- Data excerpts:
#![cfg_attr(coverage_nightly, feature(coverage_attribute))]

//! Primitives shared by every Kestrel stage.
//!
//! - [`Interner`] / [`Symbol`]: identifier interning for the scope table
//! - [`Colors`]: ANSI palette used by the disassembler, tracer and CLI

mod colors;
mod interner;

#[cfg(test)]
mod interner_tests;

pub use colors::Colors;
pub use interner::{Interner, Symbol};
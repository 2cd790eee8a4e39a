use kestrel_lib::Interpreter;

use super::program_loader::{ProgramInput, classify, load_program};

#[test]
fn eval_text_wins() {
    let input = load_program(None, Some("print 1;")).unwrap();
    assert_eq!(input.as_source(), Some(("<eval>", "print 1;")));
}

#[test]
fn missing_program() {
    let Err(msg) = load_program(None, None) else {
        panic!("expected an error");
    };
    insta::assert_snapshot!(msg, @"program is required: use a positional path or -e/--eval");
}

#[test]
fn unreadable_path() {
    let dir = tempfile::tempdir().unwrap();
    let path = dir.path().join("nope.kst");
    let Err(msg) = load_program(Some(&path), None) else {
        panic!("expected an error");
    };
    assert!(msg.starts_with("failed to read '"));
}

#[test]
fn source_file() {
    let dir = tempfile::tempdir().unwrap();
    let path = dir.path().join("prog.kst");
    std::fs::write(&path, "print 2;").unwrap();

    let input = load_program(Some(&path), None).unwrap();
    let (_, text) = input.as_source().unwrap();
    assert_eq!(text, "print 2;");
}

#[test]
fn image_file_is_detected_by_magic() {
    let mut interp = Interpreter::new();
    interp.compile("print 3;").unwrap();
    let bytes = interp.link().unwrap().to_bytes();

    let input = classify("prog.bin".to_owned(), bytes).unwrap();
    assert!(matches!(input, ProgramInput::Image(_)));
    assert!(input.as_source().is_none());
}

#[test]
fn corrupt_image() {
    let mut interp = Interpreter::new();
    interp.compile("print 3;").unwrap();
    let mut bytes = interp.link().unwrap().to_bytes();
    let last = bytes.len() - 1;
    bytes[last] ^= 0xff;

    let Err(msg) = classify("prog.kbc".to_owned(), bytes) else {
        panic!("expected an error");
    };
    assert!(msg.starts_with("prog.kbc: checksum mismatch"));
}

#[test]
fn invalid_utf8() {
    let Err(msg) = classify("bin".to_owned(), vec![0xff, 0xfe]) else {
        panic!("expected an error");
    };
    insta::assert_snapshot!(msg, @"bin: not valid UTF-8");
}
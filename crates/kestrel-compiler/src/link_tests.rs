use indoc::indoc;
use kestrel_bytecode::{
    CodeBuffer, Instruction, Reg, Slot, UNKNOWN_ADDR, decode_all, dump, format_instruction,
};
use kestrel_core::Colors;

use crate::Program;
use crate::link::{LinkError, link, resolve, verify};
use crate::test_utils::image;

fn program_of(instrs: &[Instruction]) -> Program {
    let mut code = CodeBuffer::new();
    for instr in instrs {
        code.push(*instr).unwrap();
    }
    Program {
        code,
        labels: Vec::new(),
        fixups: Vec::new(),
        frame_size: 0,
        entry: 0,
        globals: Vec::new(),
    }
}

fn lines(code: &[u8]) -> Vec<String> {
    decode_all(code)
        .map(|(addr, instr)| format!("{addr:04x}  {}", format_instruction(&instr.unwrap())))
        .collect()
}

#[test]
fn if_else_targets_are_patched() {
    let source = indoc! {"
        int x = 1;
        if (x < 2) print 1; else print 2;
    "};
    let image = image(source);
    let lines = lines(image.code());

    assert_eq!(lines[2], "0012  sub      esp, 4");
    assert_eq!(lines[7], "003f  jz       eax, 0063");
    assert_eq!(lines[10], "005a  jmp      0075");
    assert_eq!(lines[13], "0075  add      esp, 4");
}

#[test]
fn linked_image_dump() {
    let image = image("x = 10; y = 3; z = x % y; print z;");
    let out = dump(&image, Colors::OFF);

    assert!(out.starts_with("[header]\nentry  0000\nend    0090\n"));
    assert!(out.contains("0012  sub      esp, 12\n"));
    assert!(out.contains("0051  mod      eax, ebx\n"));
    assert!(!out.contains("????"));
}

#[test]
fn break_and_continue_resolve() {
    let source = indoc! {"
        i = 0;
        do {
            i = i + 1;
            if (i == 2) continue;
            if (i > 3) break;
        } while (i < 10);
    "};
    let image = image(source);
    assert!(verify(image.code()).is_ok());
}

#[test]
fn leftover_placeholder_is_unresolved() {
    let program = program_of(&[Instruction::Jump {
        target: UNKNOWN_ADDR,
    }]);
    assert_eq!(
        link(program).unwrap_err(),
        LinkError::UnresolvedReference { site: 0 }
    );
}

#[test]
fn target_inside_an_instruction() {
    let program = program_of(&[
        Instruction::Push(Reg::Ebp),
        Instruction::JumpIfZero {
            cond: Reg::Eax,
            target: 5,
        },
    ]);
    assert_eq!(
        link(program).unwrap_err(),
        LinkError::MisalignedTarget { site: 9, target: 5 }
    );
}

#[test]
fn target_past_the_end() {
    let program = program_of(&[Instruction::Jump { target: 27 }]);
    assert_eq!(
        link(program).unwrap_err(),
        LinkError::TargetOutOfRange {
            site: 0,
            target: 27,
            end: 9,
        }
    );
}

#[test]
fn jump_to_end_halts() {
    let program = program_of(&[Instruction::Jump { target: 9 }]);
    let image = link(program).unwrap();
    assert_eq!(image.end(), 9);
}

#[test]
fn resolve_rejects_bad_site() {
    let mut code = CodeBuffer::new();
    code.push(Instruction::Jump {
        target: UNKNOWN_ADDR,
    })
    .unwrap();

    assert_eq!(
        resolve(&mut code, 4, Slot::First, 0),
        Err(LinkError::InvalidFixup { site: 4 })
    );
    assert!(resolve(&mut code, 0, Slot::First, 0).is_ok());
    assert_eq!(code.get(0).unwrap(), Instruction::Jump { target: 0 });
}

#[test]
fn entry_outside_the_code() {
    let mut program = program_of(&[Instruction::Jump { target: 9 }]);
    program.entry = 18;
    assert_eq!(
        link(program).unwrap_err(),
        LinkError::InvalidEntry { entry: 18 }
    );
}
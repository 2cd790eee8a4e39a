//! Value types, compile-time constants and source-level operators.

use std::fmt;

use kestrel_bytecode::{BinaryOp, UnaryOp};

/// Semantic type of an expression. Every type occupies one word.
#[derive(Clone, Copy, PartialEq, Eq, Hash, Debug)]
pub enum ValueType {
    Int,
    Float,
    /// Result of comparisons and logical operators, stored as 0 or 1.
    Bool,
}

impl ValueType {
    /// `int` and `bool` share the integer instruction set.
    pub fn is_integral(self) -> bool {
        matches!(self, Self::Int | Self::Bool)
    }

    /// Type a variable gets when implicitly declared from a value of this type.
    pub fn storage(self) -> Self {
        match self {
            Self::Bool => Self::Int,
            other => other,
        }
    }

    /// Whether a slot of this type can hold a value of type `value`.
    pub fn accepts(self, value: ValueType) -> bool {
        match self {
            Self::Float => value == Self::Float,
            Self::Int | Self::Bool => value.is_integral(),
        }
    }

    pub fn name(self) -> &'static str {
        match self {
            Self::Int => "int",
            Self::Float => "float",
            Self::Bool => "bool",
        }
    }
}

impl fmt::Display for ValueType {
    fn fmt(&self, f: &mut fmt::Formatter<'_>) -> fmt::Result {
        f.pad(self.name())
    }
}

/// A value known at compile time.
#[derive(Clone, Copy, PartialEq, Debug)]
pub enum Constant {
    Int(i32),
    Float(f32),
    Bool(bool),
}

impl Constant {
    pub fn ty(self) -> ValueType {
        match self {
            Self::Int(_) => ValueType::Int,
            Self::Float(_) => ValueType::Float,
            Self::Bool(_) => ValueType::Bool,
        }
    }

    /// Machine word: integers as-is, booleans as 0/1, floats as their bit pattern.
    pub fn to_word(self) -> i32 {
        match self {
            Self::Int(v) => v,
            Self::Float(v) => v.to_bits() as i32,
            Self::Bool(b) => b as i32,
        }
    }

    /// Integer view of an integral constant.
    pub fn as_int(self) -> Option<i32> {
        match self {
            Self::Int(v) => Some(v),
            Self::Bool(b) => Some(b as i32),
            Self::Float(_) => None,
        }
    }

    pub fn is_zero(self) -> bool {
        match self {
            Self::Int(v) => v == 0,
            Self::Float(v) => v == 0.0,
            Self::Bool(b) => !b,
        }
    }

    /// Convert for storage in a slot of type `ty`.
    pub fn coerce(self, ty: ValueType) -> Self {
        match (self, ty) {
            (Self::Bool(b), ValueType::Int) => Self::Int(b as i32),
            (c, _) => c,
        }
    }
}

impl fmt::Display for Constant {
    fn fmt(&self, f: &mut fmt::Formatter<'_>) -> fmt::Result {
        match self {
            Self::Int(v) => write!(f, "{v}"),
            Self::Float(v) => write!(f, "{v:?}"),
            Self::Bool(b) => write!(f, "{b}"),
        }
    }
}

/// Binary operators as written in source.
#[derive(Clone, Copy, PartialEq, Eq, Hash, Debug)]
pub enum BinOp {
    Add,
    Sub,
    Mul,
    Div,
    Mod,
    Lt,
    Le,
    Gt,
    Ge,
    Eq,
    Ne,
    And,
    Or,
}

#[derive(Clone, Copy, PartialEq, Eq, Debug)]
pub enum OpClass {
    Arithmetic,
    Comparison,
    Logical,
}

impl BinOp {
    pub fn class(self) -> OpClass {
        match self {
            Self::Add | Self::Sub | Self::Mul | Self::Div | Self::Mod => OpClass::Arithmetic,
            Self::Lt | Self::Le | Self::Gt | Self::Ge | Self::Eq | Self::Ne => OpClass::Comparison,
            Self::And | Self::Or => OpClass::Logical,
        }
    }

    pub fn machine(self) -> BinaryOp {
        match self {
            Self::Add => BinaryOp::Add,
            Self::Sub => BinaryOp::Sub,
            Self::Mul => BinaryOp::Mul,
            Self::Div => BinaryOp::Div,
            Self::Mod => BinaryOp::Mod,
            Self::Lt => BinaryOp::SetL,
            Self::Le => BinaryOp::SetLe,
            Self::Gt => BinaryOp::SetG,
            Self::Ge => BinaryOp::SetGe,
            Self::Eq => BinaryOp::SetE,
            Self::Ne => BinaryOp::SetNe,
            Self::And => BinaryOp::And,
            Self::Or => BinaryOp::Or,
        }
    }

    pub fn is_division(self) -> bool {
        matches!(self, Self::Div | Self::Mod)
    }

    pub fn symbol(self) -> &'static str {
        match self {
            Self::Add => "+",
            Self::Sub => "-",
            Self::Mul => "*",
            Self::Div => "/",
            Self::Mod => "%",
            Self::Lt => "<",
            Self::Le => "<=",
            Self::Gt => ">",
            Self::Ge => ">=",
            Self::Eq => "==",
            Self::Ne => "!=",
            Self::And => "&&",
            Self::Or => "||",
        }
    }
}

/// Prefix operators as written in source.
#[derive(Clone, Copy, PartialEq, Eq, Hash, Debug)]
pub enum UnOp {
    Neg,
    Not,
}

impl UnOp {
    pub fn machine(self) -> UnaryOp {
        match self {
            Self::Neg => UnaryOp::Neg,
            Self::Not => UnaryOp::Not,
        }
    }

    pub fn symbol(self) -> &'static str {
        match self {
            Self::Neg => "-",
            Self::Not => "!",
        }
    }
}
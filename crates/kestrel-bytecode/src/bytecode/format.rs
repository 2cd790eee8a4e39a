//! Text rendering of instructions, shared by the dump and the execution trace.

use super::constants::UNKNOWN_ADDR;
use super::instructions::{Instruction, Move, PrintFormat, Source, Special};
use super::reg::Reg;

/// Column width of the mnemonic.
const MNEMONIC_WIDTH: usize = 8;

/// Render a jump target as a 4-digit hex address, or `????` while unresolved.
pub fn format_target(target: i32) -> String {
    if target == UNKNOWN_ADDR {
        "????".to_string()
    } else {
        format!("{target:04x}")
    }
}

fn mem(offset: i32) -> String {
    if offset < 0 {
        format!("[ebp+{}]", offset.unsigned_abs())
    } else {
        format!("[ebp-{offset}]")
    }
}

fn source(src: Source) -> String {
    match src {
        Source::Imm(v) => v.to_string(),
        Source::Reg(r) => r.to_string(),
    }
}

pub fn mnemonic(instr: &Instruction) -> &'static str {
    match instr {
        Instruction::Special(Special::Print { format, .. })
        | Instruction::Special(Special::PrintMem { format, .. }) => match format {
            PrintFormat::Int => "print",
            PrintFormat::Float => "printf",
        },
        Instruction::Push(_) => "push",
        Instruction::PushAdd(..) => "pushadd",
        Instruction::Pop(_) => "pop",
        Instruction::Mov(_) => "mov",
        Instruction::Binary { op, .. } => op.mnemonic(),
        Instruction::Unary { op, .. } => op.mnemonic(),
        Instruction::JumpIfZero { .. } => "jz",
        Instruction::JumpIfNonZero { .. } => "jnz",
        Instruction::Jump { .. } => "jmp",
    }
}

pub fn operands(instr: &Instruction) -> String {
    let pair = |a: String, b: String| format!("{a}, {b}");
    match *instr {
        Instruction::Special(Special::Print { reg, .. }) => reg.to_string(),
        Instruction::Special(Special::PrintMem { reg, .. }) => format!("[{reg}]"),
        Instruction::Push(reg) | Instruction::Pop(reg) => reg.to_string(),
        Instruction::PushAdd(reg, imm) => pair(reg.to_string(), imm.to_string()),
        Instruction::Mov(m) => match m {
            Move::RegImm { dst, imm } => pair(dst.to_string(), imm.to_string()),
            Move::RegReg { dst, src } => pair(dst.to_string(), src.to_string()),
            Move::RegMem { dst, offset } => pair(dst.to_string(), mem(offset)),
            Move::MemReg { offset, src } => pair(mem(offset), src.to_string()),
            Move::MemMem { dst, src } => pair(mem(dst), mem(src)),
        },
        Instruction::Binary { dst, src, .. } => pair(dst.to_string(), source(src)),
        Instruction::Unary { reg, .. } => reg.to_string(),
        Instruction::JumpIfZero { cond, target } | Instruction::JumpIfNonZero { cond, target } => {
            pair(cond.to_string(), format_target(target))
        }
        Instruction::Jump { target } => format_target(target),
    }
}

/// `mnemonic operands`, with the mnemonic padded to a fixed column.
pub fn format_instruction(instr: &Instruction) -> String {
    format!("{:<MNEMONIC_WIDTH$} {}", mnemonic(instr), operands(instr))
}

/// Registers an instruction writes, for trace deltas.
pub fn written_registers(instr: &Instruction) -> Vec<Reg> {
    match *instr {
        Instruction::Push(_) | Instruction::PushAdd(..) => vec![Reg::Esp],
        Instruction::Pop(reg) => vec![reg, Reg::Esp],
        Instruction::Mov(Move::RegImm { dst, .. })
        | Instruction::Mov(Move::RegReg { dst, .. })
        | Instruction::Mov(Move::RegMem { dst, .. })
        | Instruction::Binary { dst, .. } => vec![dst],
        Instruction::Unary { reg, .. } => vec![reg],
        _ => Vec::new(),
    }
}
//! ANSI color codes for terminal output.
//!
//! - Blue: mnemonics, section headers
//! - Green: immediates and printed values
//! - Red: runtime faults
//! - Dim: addresses, comments, register deltas

/// ANSI palette. Only standard 16-color codes.
#[derive(Clone, Copy, Debug)]
pub struct Colors {
    pub blue: &'static str,
    pub green: &'static str,
    pub red: &'static str,
    pub dim: &'static str,
    pub reset: &'static str,
}

impl Default for Colors {
    fn default() -> Self {
        Self::OFF
    }
}

impl Colors {
    pub const ON: Self = Self {
        blue: "\x1b[34m",
        green: "\x1b[32m",
        red: "\x1b[31m",
        dim: "\x1b[2m",
        reset: "\x1b[0m",
    };

    pub const OFF: Self = Self {
        blue: "",
        green: "",
        red: "",
        dim: "",
        reset: "",
    };

    pub fn new(enabled: bool) -> Self {
        if enabled { Self::ON } else { Self::OFF }
    }

    pub fn is_enabled(&self) -> bool {
        !self.blue.is_empty()
    }
}
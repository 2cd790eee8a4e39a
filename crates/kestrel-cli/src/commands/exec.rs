use std::path::PathBuf;

use kestrel_lib::bytecode::Reg;
use kestrel_lib::vm::Registers;
use kestrel_lib::{FuelLimits, Interpreter, Value};
use serde::Serialize;

use super::program_loader::{load_program, prepare};

pub struct ExecArgs {
    pub program_path: Option<PathBuf>,
    pub eval_text: Option<String>,
    pub json: bool,
    pub pretty: bool,
    pub fuel: u32,
    pub color: bool,
}

/// `--json` output.
#[derive(Serialize)]
pub struct ExecReport<'a> {
    pub printed: &'a [Value],
    pub registers: RegisterReport,
    pub steps: u32,
    #[serde(skip_serializing_if = "Option::is_none")]
    pub error: Option<String>,
}

#[derive(Serialize, Debug, PartialEq, Eq)]
pub struct RegisterReport {
    pub eax: i32,
    pub ebx: i32,
    pub ecx: i32,
    pub edx: i32,
    pub esi: i32,
    pub edi: i32,
    pub esp: i32,
    pub ebp: i32,
}

impl From<&Registers> for RegisterReport {
    fn from(r: &Registers) -> Self {
        Self {
            eax: r.get(Reg::Eax),
            ebx: r.get(Reg::Ebx),
            ecx: r.get(Reg::Ecx),
            edx: r.get(Reg::Edx),
            esi: r.get(Reg::Esi),
            edi: r.get(Reg::Edi),
            esp: r.esp,
            ebp: r.ebp,
        }
    }
}

pub fn report(interp: &Interpreter, error: Option<String>) -> ExecReport<'_> {
    ExecReport {
        printed: interp.printed(),
        registers: interp.vm().registers().into(),
        steps: interp.vm().steps(),
        error,
    }
}

pub fn run(args: ExecArgs) {
    let input = load_program(args.program_path.as_deref(), args.eval_text.as_deref())
        .unwrap_or_else(|msg| {
            eprintln!("error: {}", msg);
            std::process::exit(1);
        });

    let builder = Interpreter::builder().limits(FuelLimits::new().exec_fuel(args.fuel));
    let mut interp = prepare(&input, builder, args.color);
    let result = interp.run();

    if args.json {
        let report = report(&interp, result.as_ref().err().map(|e| e.to_string()));
        let output = if args.pretty {
            serde_json::to_string_pretty(&report)
        } else {
            serde_json::to_string(&report)
        };
        match output {
            Ok(json) => println!("{}", json),
            Err(e) => {
                eprintln!("error: JSON serialization failed: {}", e);
                std::process::exit(1);
            }
        }
    } else {
        for value in interp.printed() {
            println!("{}", value);
        }
    }

    if let Err(e) = result {
        if !args.json {
            eprintln!("error: {}", e);
        }
        std::process::exit(2);
    }
}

- Prompt:
Please print the material above exactly as it appears, from its first line through the line containing "#[cfg(test)]", inclusive, and stop there.

- Problem solution:
#![cfg_attr(coverage_nightly, feature(coverage_attribute))]

//! Primitives shared by every Kestrel stage.
//!
//! - [`Interner`] / [`Symbol`]: identifier interning for the scope table
//! - [`Colors`]: ANSI palette used by the disassembler, tracer and CLI

mod colors;
mod interner;

#[cfg(test)]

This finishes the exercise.